:: The input

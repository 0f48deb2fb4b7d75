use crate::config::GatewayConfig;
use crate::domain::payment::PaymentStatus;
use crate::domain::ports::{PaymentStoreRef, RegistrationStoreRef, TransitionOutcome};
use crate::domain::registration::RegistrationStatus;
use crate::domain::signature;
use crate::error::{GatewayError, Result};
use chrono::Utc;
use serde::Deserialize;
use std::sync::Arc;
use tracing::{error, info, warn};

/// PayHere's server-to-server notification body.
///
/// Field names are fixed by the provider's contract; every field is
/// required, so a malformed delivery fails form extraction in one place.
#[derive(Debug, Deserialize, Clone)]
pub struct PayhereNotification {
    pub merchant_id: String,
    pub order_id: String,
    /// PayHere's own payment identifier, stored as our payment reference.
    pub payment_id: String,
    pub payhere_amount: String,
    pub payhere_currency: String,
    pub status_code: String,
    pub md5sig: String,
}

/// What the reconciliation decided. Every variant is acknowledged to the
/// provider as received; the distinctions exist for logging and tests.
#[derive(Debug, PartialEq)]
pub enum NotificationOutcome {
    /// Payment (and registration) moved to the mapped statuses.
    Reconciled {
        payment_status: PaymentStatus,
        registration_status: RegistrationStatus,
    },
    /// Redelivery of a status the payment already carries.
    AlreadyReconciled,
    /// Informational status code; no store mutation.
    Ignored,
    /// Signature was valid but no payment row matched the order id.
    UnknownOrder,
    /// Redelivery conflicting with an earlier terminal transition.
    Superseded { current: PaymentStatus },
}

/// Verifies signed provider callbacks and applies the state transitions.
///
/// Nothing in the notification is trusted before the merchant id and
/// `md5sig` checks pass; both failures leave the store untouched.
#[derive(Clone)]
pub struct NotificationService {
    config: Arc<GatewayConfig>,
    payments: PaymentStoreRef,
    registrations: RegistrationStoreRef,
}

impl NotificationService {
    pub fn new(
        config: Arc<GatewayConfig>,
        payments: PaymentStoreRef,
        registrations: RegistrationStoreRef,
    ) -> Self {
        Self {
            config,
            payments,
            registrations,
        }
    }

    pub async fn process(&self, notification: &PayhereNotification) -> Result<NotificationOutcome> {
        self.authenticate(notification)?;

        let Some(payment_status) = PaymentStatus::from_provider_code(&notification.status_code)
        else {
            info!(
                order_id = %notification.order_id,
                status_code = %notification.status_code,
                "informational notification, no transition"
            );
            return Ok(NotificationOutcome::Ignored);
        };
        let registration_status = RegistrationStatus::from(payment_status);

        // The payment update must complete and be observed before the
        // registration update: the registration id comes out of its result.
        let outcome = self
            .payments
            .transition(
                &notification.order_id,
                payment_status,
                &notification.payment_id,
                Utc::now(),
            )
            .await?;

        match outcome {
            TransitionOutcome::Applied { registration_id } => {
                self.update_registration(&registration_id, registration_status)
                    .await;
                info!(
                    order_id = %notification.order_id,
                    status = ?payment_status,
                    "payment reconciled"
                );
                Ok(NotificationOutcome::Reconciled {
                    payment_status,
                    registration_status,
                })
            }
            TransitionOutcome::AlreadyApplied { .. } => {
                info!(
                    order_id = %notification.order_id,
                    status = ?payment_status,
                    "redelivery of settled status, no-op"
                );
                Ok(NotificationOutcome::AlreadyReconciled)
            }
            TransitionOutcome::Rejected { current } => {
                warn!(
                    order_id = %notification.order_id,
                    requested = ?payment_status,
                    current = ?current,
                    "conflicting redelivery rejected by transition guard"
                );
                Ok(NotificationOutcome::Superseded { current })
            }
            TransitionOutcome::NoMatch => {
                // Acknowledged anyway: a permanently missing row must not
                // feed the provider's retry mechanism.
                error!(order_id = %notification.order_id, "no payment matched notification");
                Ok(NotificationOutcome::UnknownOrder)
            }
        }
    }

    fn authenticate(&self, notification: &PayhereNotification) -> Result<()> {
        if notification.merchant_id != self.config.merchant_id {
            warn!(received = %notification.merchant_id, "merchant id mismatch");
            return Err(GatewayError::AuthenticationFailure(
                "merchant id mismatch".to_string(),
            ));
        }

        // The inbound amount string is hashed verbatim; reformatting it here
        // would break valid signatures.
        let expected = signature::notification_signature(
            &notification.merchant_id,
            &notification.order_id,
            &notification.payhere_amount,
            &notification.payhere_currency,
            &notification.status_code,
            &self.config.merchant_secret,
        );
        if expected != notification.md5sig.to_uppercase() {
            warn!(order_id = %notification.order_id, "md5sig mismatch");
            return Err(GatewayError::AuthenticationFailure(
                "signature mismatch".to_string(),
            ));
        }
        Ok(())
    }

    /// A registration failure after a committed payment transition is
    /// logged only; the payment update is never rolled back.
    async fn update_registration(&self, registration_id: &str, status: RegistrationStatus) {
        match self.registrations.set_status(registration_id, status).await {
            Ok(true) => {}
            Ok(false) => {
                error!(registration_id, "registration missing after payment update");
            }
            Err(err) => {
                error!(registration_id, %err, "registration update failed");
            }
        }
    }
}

::::
:: The input

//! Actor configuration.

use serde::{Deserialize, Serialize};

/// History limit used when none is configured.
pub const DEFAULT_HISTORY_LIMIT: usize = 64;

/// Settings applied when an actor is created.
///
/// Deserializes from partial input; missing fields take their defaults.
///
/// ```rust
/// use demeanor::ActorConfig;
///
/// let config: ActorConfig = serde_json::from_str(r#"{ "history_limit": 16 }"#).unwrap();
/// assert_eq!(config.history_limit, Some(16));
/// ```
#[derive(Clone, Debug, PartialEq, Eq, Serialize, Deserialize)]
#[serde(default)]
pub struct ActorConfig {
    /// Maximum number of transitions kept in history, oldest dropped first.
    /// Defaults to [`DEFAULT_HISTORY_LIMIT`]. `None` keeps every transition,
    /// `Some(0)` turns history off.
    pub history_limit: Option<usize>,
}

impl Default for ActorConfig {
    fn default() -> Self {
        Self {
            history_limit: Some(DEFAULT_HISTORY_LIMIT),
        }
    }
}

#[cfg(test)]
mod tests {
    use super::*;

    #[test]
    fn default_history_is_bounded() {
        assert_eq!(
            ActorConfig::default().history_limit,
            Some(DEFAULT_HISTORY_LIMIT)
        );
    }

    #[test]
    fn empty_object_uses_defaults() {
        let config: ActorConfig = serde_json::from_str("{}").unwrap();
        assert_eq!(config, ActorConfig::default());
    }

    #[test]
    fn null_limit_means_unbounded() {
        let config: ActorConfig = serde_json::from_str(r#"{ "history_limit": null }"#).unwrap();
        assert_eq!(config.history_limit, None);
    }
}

::::

## About this task
Go over the data above and copy every line that has the word "mismatch" in it.

## Written response
            warn!(received = %notification.merchant_id, "merchant id mismatch");
                "merchant id mismatch".to_string(),
            warn!(order_id = %notification.order_id, "md5sig mismatch");
                "signature mismatch".to_string(),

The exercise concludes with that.